Le Guérillero

Depuis le match à Saint-Trond, le Standard sait qu’il a deux bons gardiens. Maintenant, la question, c’est qui va devoir sauter ?

A la fin de cette semaine, Michel Preud’homme va devoir trancher. Olivier Renard sera rétabli de l’opération à la cuisse décidée en urgence avant le match à Saint-Trond. Retrouvera-t-il la place qu’il occupe depuis plus d’un an dans les buts du Standard ou bien l’Equatorien, Rorys Andres Aragón Espinoza, aura-t-il profité des deux matches de championnat et de la rencontre de Coupe d’Europe qui lui furent offerts pour marquer suffisamment de points et s’imposer ?

Si la question fait mal, la réponse risque d’être plus douloureuse encore pour celui qui restera sur le banc. Espinoza ne s’en cache pas.

Vous avez dû attendre un an et demi avant de recevoir une véritable chance. C’est long ?

Oui, le temps a passé très lentement car j’ai toujours été habitué à jouer beaucoup. Mais je me suis toujours dit que le moment viendrait et j’ai travaillé pour être prêt. Maintenant, je profite au maximum de ce que je vis même si le plus important sera de conserver cette place.

Et si vous devez retourner sur le banc, vous quitterez le Standard au mercato ?

Je serai déçu, c’est évident. Je ne crois cependant pas que partir serait la bonne solution. Je pense qu’il vaut mieux continuer à travailler.

Preud’homme ne devrait pas opter pour l’alternance. Il a connu cela avec Gilbert Bodart il y a vingt ans et n’en garde pas de bons souvenirs.

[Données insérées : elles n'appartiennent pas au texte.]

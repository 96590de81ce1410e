//! Auth (Authentication) Backend Module
//!
//! Clean Architecture structure:
//! - `domain/` - User record, session claim, sign-in outcome, collaborator traits
//! - `application/` - Credential authenticator, sessions, CSRF, cookie policy, config
//! - `infra/` - User lookup adapters (PostgreSQL, in-memory)
//! - `presentation/` - HTTP handlers, DTOs, router
//!
//! ## Sign-in
//! Email + password, plus a TOTP code for accounts with two-factor
//! authentication. The decision is a plain value (`Outcome`); only
//! storage failures are errors.
//!
//! ## Security Model
//! - Passwords verified against Argon2id PHC hashes
//! - TOTP secrets stored AES-256-CBC encrypted, decrypted per attempt
//! - Stateless HS256 JWT sessions in an HttpOnly cookie
//! - Double-submit CSRF token on state-changing endpoints

pub mod application;
pub mod domain;
pub mod error;
pub mod infra;
pub mod presentation;

// Re-exports for convenience
pub use application::{AuthConfig, CredentialAuthenticator, LoginAttempt};
pub use domain::{Outcome, Reason, SessionClaim};
pub use error::{AuthError, AuthResult};
pub use infra::{InMemoryUserRepository, PgUserRepository};
pub use presentation::router::{auth_router, auth_router_generic};

// Re-export kernel error types for unified error handling
pub use kernel::error::{
    app_error::{AppError, AppResult},
    kind::ErrorKind,
};
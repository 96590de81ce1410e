//! Error conversions - From implementations for common error types
//!
//! Provides automatic conversion from common error types to [`AppError`]
//! and the RFC 7807 rendering used by every HTTP surface.

use super::app_error::AppError;

// ============================================================================
// serde_json conversions
// ============================================================================

impl From<serde_json::Error> for AppError {
    fn from(err: serde_json::Error) -> Self {
        if err.is_syntax() || err.is_data() {
            AppError::bad_request("Malformed JSON body").with_source(err)
        } else {
            AppError::internal("JSON serialization error").with_source(err)
        }
    }
}

// ============================================================================
// SQLx conversions (feature-gated)
// ============================================================================

#[cfg(feature = "sqlx")]
impl From<sqlx::Error> for AppError {
    fn from(err: sqlx::Error) -> Self {
        match &err {
            sqlx::Error::RowNotFound => AppError::not_found("Record not found").with_source(err),
            sqlx::Error::PoolTimedOut | sqlx::Error::PoolClosed | sqlx::Error::Io(_) => {
                AppError::service_unavailable("Database unavailable").with_source(err)
            }
            _ => AppError::internal("Database error").with_source(err),
        }
    }
}

// ============================================================================
// Axum conversions (feature-gated)
// ============================================================================

#[cfg(feature = "axum")]
impl axum::response::IntoResponse for AppError {
    fn into_response(self) -> axum::response::Response {
        use axum::Json;
        use axum::http::StatusCode;

        let status =
            StatusCode::from_u16(self.status_code()).unwrap_or(StatusCode::INTERNAL_SERVER_ERROR);

        // RFC 7807 Problem Details; `code` is the machine-readable extension member
        let body = serde_json::json!({
            "type": format!("https://httpstatuses.io/{}", self.status_code()),
            "title": self.kind().as_str(),
            "status": self.status_code(),
            "detail": self.message(),
            "code": self.code(),
        });

        (status, Json(body)).into_response()
    }
}

#[cfg(test)]
mod tests {
    use super::*;
    use crate::error::kind::ErrorKind;

    #[test]
    fn test_json_syntax_error_is_bad_request() {
        let json_err = serde_json::from_str::<serde_json::Value>("{not json").unwrap_err();
        let app_err: AppError = json_err.into();
        assert_eq!(app_err.kind(), ErrorKind::BadRequest);
    }

    #[cfg(feature = "sqlx")]
    #[test]
    fn test_sqlx_pool_timeout_is_unavailable() {
        let app_err: AppError = sqlx::Error::PoolTimedOut.into();
        assert_eq!(app_err.kind(), ErrorKind::ServiceUnavailable);
    }

    #[cfg(feature = "sqlx")]
    #[test]
    fn test_sqlx_row_not_found() {
        let app_err: AppError = sqlx::Error::RowNotFound.into();
        assert_eq!(app_err.kind(), ErrorKind::NotFound);
    }
}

L’alternance, ce n’est pas une solution intelligente, c’est vrai. Un entraîneur doit prendre ses responsabilités. C’est ce que Michel a fait.

Par contre, pour le poste de deuxième gardien, l’alternance existe puisque c’est soit vous ou Jeremy Devriendt sur le banc. L’entraîneur semble même avoir hésité jusqu’au dernier moment avant de choisir lequel des deux remplacerait Renard. On dit même qu’il a demandé conseil à Luciano D’Onofrio.

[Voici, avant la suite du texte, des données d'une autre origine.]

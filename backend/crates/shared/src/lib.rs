//! Shared Kernel - Domain-crossing minimal core
//!
//! Only the vocabulary every crate agrees on lives here:
//! - [`error::app_error::AppError`] and the [`error::app_error::AppResult`] alias
//! - [`error::kind::ErrorKind`] with its HTTP status mapping
//! - conversions from `serde_json`, `sqlx` and into `axum` responses

pub mod error {
    pub mod app_error;
    pub mod conversions;
    pub mod kind;
}
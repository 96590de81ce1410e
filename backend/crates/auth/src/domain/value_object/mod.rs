//! Value Object Module

pub mod email;
pub mod totp_secret;

pub use email::Email;
pub use totp_secret::{TOTP_SECRET_LENGTH, TotpSecret, TotpSecretError};
//! API DTOs (Data Transfer Objects)

use serde::{Deserialize, Serialize};

use crate::domain::EventTemplate;

/// Default template list response
#[derive(Debug, Clone, Serialize)]
#[serde(rename_all = "camelCase")]
pub struct EventTemplateListResponse {
    pub templates: Vec<EventTemplate>,
}

/// Booking link query (`?users=alice,bob&slug=intro`)
#[derive(Debug, Clone, Deserialize)]
pub struct BookingLinkQuery {
    /// Comma-separated usernames, in host order
    #[serde(default)]
    pub users: String,
    pub slug: String,
}

impl BookingLinkQuery {
    pub fn usernames(&self) -> Vec<&str> {
        self.users
            .split(',')
            .map(str::trim)
            .filter(|u| !u.is_empty())
            .collect()
    }
}

/// Booking link response
#[derive(Debug, Clone, Serialize)]
#[serde(rename_all = "camelCase")]
pub struct BookingLinkResponse {
    pub path: String,
    pub group_label: String,
}
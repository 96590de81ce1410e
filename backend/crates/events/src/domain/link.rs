//! Booking link helpers

use crate::error::{EventsError, EventsResult};

/// Separator between usernames in a group label
const GROUP_LABEL_SEPARATOR: &str = ",";

/// Separator between usernames in a multi-host booking path
const PATH_USER_SEPARATOR: &str = "+";

/// Comma-joined usernames, input order kept. Empty input gives `""`.
pub fn format_group_label<S: AsRef<str>>(usernames: &[S]) -> String {
    join(usernames, GROUP_LABEL_SEPARATOR)
}

/// Booking path for one or more hosts: `/<alice>/<slug>` or
/// `/<alice+bob>/<slug>`.
///
/// ## Errors
/// `EventsError::InvalidArgument` when `usernames` is empty.
pub fn format_booking_path<S: AsRef<str>>(usernames: &[S], slug: &str) -> EventsResult<String> {
    if usernames.is_empty() {
        return Err(EventsError::InvalidArgument(
            "at least one username is required to build a booking path".to_string(),
        ));
    }

    Ok(format!("/{}/{}", join(usernames, PATH_USER_SEPARATOR), slug))
}

fn join<S: AsRef<str>>(parts: &[S], separator: &str) -> String {
    parts
        .iter()
        .map(|part| part.as_ref())
        .collect::<Vec<&str>>()
        .join(separator)
}

#[cfg(test)]
mod tests {
    use super::*;

    #[test]
    fn test_group_label() {
        assert_eq!(format_group_label(&["a", "b", "c"]), "a,b,c");
        assert_eq!(format_group_label(&["solo"]), "solo");
        assert_eq!(format_group_label::<&str>(&[]), "");
    }

    #[test]
    fn test_group_label_keeps_order() {
        let users = vec!["zed".to_string(), "amy".to_string()];
        assert_eq!(format_group_label(&users), "zed,amy");
    }

    #[test]
    fn test_single_user_path() {
        assert_eq!(
            format_booking_path(&["alice"], "intro").unwrap(),
            "/alice/intro"
        );
    }

    #[test]
    fn test_multi_user_path_keeps_every_user_in_order() {
        assert_eq!(
            format_booking_path(&["alice", "bob"], "intro").unwrap(),
            "/alice+bob/intro"
        );
        assert_eq!(
            format_booking_path(&["carol", "alice", "bob"], "30min").unwrap(),
            "/carol+alice+bob/30min"
        );
    }

    #[test]
    fn test_empty_users_is_invalid_argument() {
        let result = format_booking_path::<&str>(&[], "intro");
        assert!(matches!(result, Err(EventsError::InvalidArgument(_))));
    }
}
//! Error Kind - Classification of errors
//!
//! Defines the [`ErrorKind`] enum that maps to HTTP status codes.

use serde::Serialize;

/// Error classification
///
/// Every variant maps onto an RFC 9110 status code, so the HTTP layer never
/// has to guess how a domain failure should be rendered.
///
/// ## Examples
/// ```rust
/// use kernel::error::kind::ErrorKind;
///
/// let kind = ErrorKind::Unauthorized;
/// assert_eq!(kind.status_code(), 401);
/// assert_eq!(kind.as_str(), "Unauthorized");
/// ```
#[derive(Debug, Clone, Copy, PartialEq, Eq, Serialize)]
#[serde(rename_all = "SCREAMING_SNAKE_CASE")]
#[non_exhaustive]
pub enum ErrorKind {
    /// 400 - malformed request
    BadRequest,
    /// 401 - credentials missing or rejected
    Unauthorized,
    /// 403 - authenticated but not allowed (or CSRF failure)
    Forbidden,
    /// 404 - resource not found
    NotFound,
    /// 428 - another step must be completed first (e.g. second factor)
    PreconditionRequired,
    /// 500 - server-side anomaly
    InternalServerError,
    /// 503 - dependency unavailable
    ServiceUnavailable,
}

impl ErrorKind {
    /// HTTP status code for this kind
    #[inline]
    pub const fn status_code(&self) -> u16 {
        match self {
            ErrorKind::BadRequest => 400,
            ErrorKind::Unauthorized => 401,
            ErrorKind::Forbidden => 403,
            ErrorKind::NotFound => 404,
            ErrorKind::PreconditionRequired => 428,
            ErrorKind::InternalServerError => 500,
            ErrorKind::ServiceUnavailable => 503,
        }
    }

    /// Standard reason phrase
    #[inline]
    pub const fn as_str(&self) -> &'static str {
        match self {
            ErrorKind::BadRequest => "Bad Request",
            ErrorKind::Unauthorized => "Unauthorized",
            ErrorKind::Forbidden => "Forbidden",
            ErrorKind::NotFound => "Not Found",
            ErrorKind::PreconditionRequired => "Precondition Required",
            ErrorKind::InternalServerError => "Internal Server Error",
            ErrorKind::ServiceUnavailable => "Service Unavailable",
        }
    }

    /// 5xx kinds; these should always be logged server-side.
    #[inline]
    pub const fn is_server_error(&self) -> bool {
        self.status_code() >= 500
    }

    #[inline]
    pub const fn is_client_error(&self) -> bool {
        let code = self.status_code();
        code >= 400 && code < 500
    }
}

impl std::fmt::Display for ErrorKind {
    fn fmt(&self, f: &mut std::fmt::Formatter<'_>) -> std::fmt::Result {
        f.write_str(self.as_str())
    }
}
//! Domain Layer
//!
//! Entities, value objects, the sign-in outcome, repository traits and
//! the collaborator traits of the decision procedure.

pub mod entity;
pub mod outcome;
pub mod repository;
pub mod services;
pub mod value_object;

// Re-exports
pub use entity::{SessionClaim, UserRecord};
pub use outcome::{Outcome, Reason};
pub use repository::UserRepository;
pub use services::{
    AesCbcCipher, Argon2PasswordVerifier, OneTimeCodeValidator, PasswordVerifier, SecretCipher,
    TotpCodeValidator,
};
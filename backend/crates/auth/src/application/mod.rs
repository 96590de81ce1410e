//! Application Layer
//!
//! Use cases and application services.

pub mod authenticate;
pub mod config;
pub mod cookie_policy;
pub mod csrf;
pub mod session;

// Re-exports
pub use authenticate::{CredentialAuthenticator, LoginAttempt};
pub use config::{AuthConfig, AuthPages, ConfigError};
pub use cookie_policy::CookiePolicy;
pub use csrf::CsrfService;
pub use session::{Session, SessionService, SessionToken, SessionUser};
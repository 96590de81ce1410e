//! Password Hashing and Verification
//!
//! - Argon2id hashing (memory-hard, PHC string storage format)
//! - Zeroization of clear text on drop
//! - Input is kept byte-exact: stored digests were computed over what the
//!   user typed

use std::fmt;

use argon2::{Argon2, PasswordHash, PasswordHasher, PasswordVerifier, password_hash::SaltString};
use rand::rngs::OsRng;
use thiserror::Error;
use zeroize::{Zeroize, ZeroizeOnDrop};

/// Password hashing/verification errors
#[derive(Debug, Error)]
pub enum PasswordHashError {
    /// Hashing operation failed
    #[error("Password hashing failed: {0}")]
    HashingFailed(String),

    /// Stored value is not a PHC string
    #[error("Invalid password hash format")]
    InvalidHashFormat,
}

// ============================================================================
// Clear Text Password (Zeroized on drop)
// ============================================================================

/// Clear text password with automatic memory zeroization
///
/// No strength policy is applied here: a sign-in attempt must be able to
/// carry whatever the user typed, and verification decides.
///
/// ## Security
/// - Implements `Zeroize` and `ZeroizeOnDrop`
/// - Does not implement `Clone` to prevent accidental copies
/// - Debug output is redacted
#[derive(Zeroize, ZeroizeOnDrop)]
pub struct ClearTextPassword(String);

impl ClearTextPassword {
    /// Wrap user input as-is
    pub fn new(raw: String) -> Self {
        Self(raw)
    }

    pub(crate) fn as_bytes(&self) -> &[u8] {
        self.0.as_bytes()
    }

    pub fn is_empty(&self) -> bool {
        self.0.is_empty()
    }

    /// Hash the password using Argon2id with a random 128-bit salt
    pub fn hash(&self) -> Result<HashedPassword, PasswordHashError> {
        let salt = SaltString::generate(OsRng);

        // OWASP recommended Argon2id parameters (crate defaults):
        // m=19456 (19 MiB), t=2, p=1
        let hash = Argon2::default()
            .hash_password(self.as_bytes(), &salt)
            .map_err(|e| PasswordHashError::HashingFailed(e.to_string()))?;

        Ok(HashedPassword {
            hash: hash.to_string(),
        })
    }
}

impl fmt::Debug for ClearTextPassword {
    fn fmt(&self, f: &mut fmt::Formatter<'_>) -> fmt::Result {
        f.debug_tuple("ClearTextPassword")
            .field(&"[REDACTED]")
            .finish()
    }
}

// ============================================================================
// Hashed Password (Safe to store)
// ============================================================================

/// Hashed password in PHC string format
///
/// ## Examples
/// ```rust
/// use platform::password::ClearTextPassword;
///
/// let password = ClearTextPassword::new("correct horse battery".to_string());
/// let hashed = password.hash().unwrap();
/// assert!(hashed.verify(&password));
/// ```
#[derive(Clone, PartialEq, Eq)]
pub struct HashedPassword {
    hash: String,
}

impl HashedPassword {
    /// Create from PHC string (e.g., from database)
    pub fn from_phc_string(s: impl Into<String>) -> Result<Self, PasswordHashError> {
        let hash = s.into();
        PasswordHash::new(&hash).map_err(|_| PasswordHashError::InvalidHashFormat)?;
        Ok(Self { hash })
    }

    pub fn as_phc_string(&self) -> &str {
        &self.hash
    }

    /// Verify a password against this hash.
    ///
    /// Argon2 compares digests in constant time internally.
    pub fn verify(&self, password: &ClearTextPassword) -> bool {
        let Ok(parsed_hash) = PasswordHash::new(&self.hash) else {
            return false;
        };

        Argon2::default()
            .verify_password(password.as_bytes(), &parsed_hash)
            .is_ok()
    }
}

impl fmt::Debug for HashedPassword {
    fn fmt(&self, f: &mut fmt::Formatter<'_>) -> fmt::Result {
        f.debug_struct("HashedPassword")
            .field("hash", &"[HASH]")
            .finish()
    }
}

Je n’en sais rien. Michel nous a parlé à tous les deux, Jeremy et moi. Il nous a dit qu’il avait confiance en ses trois gardiens et que, s’il ne donnait pas plus rapidement le nom de celui qui allait jouer, c’était pour nous éviter d’être assaillis de coups de fil des journalistes. C’est donc au briefing d’avant match que j’ai appris que son choix s’était porté sur moi.

 » Olivier est un grand gardien « 

L’an dernier, lorsque Renard était critiqué, vous avez disputé un match de Coupe contre Hamme mais vous n’aviez pas convaincu. N’étiez-vous pas prêt ?

Si mais l’entraîneur a décidé qu’Olivier continuerait à jouer et j’ai respecté sa décision parce que c’est un grand gardien.

Le principal reproche émanant de ceux qui vous voyaient à l’entraînement, c’était de ne pas capter les ballons, de tout repousser.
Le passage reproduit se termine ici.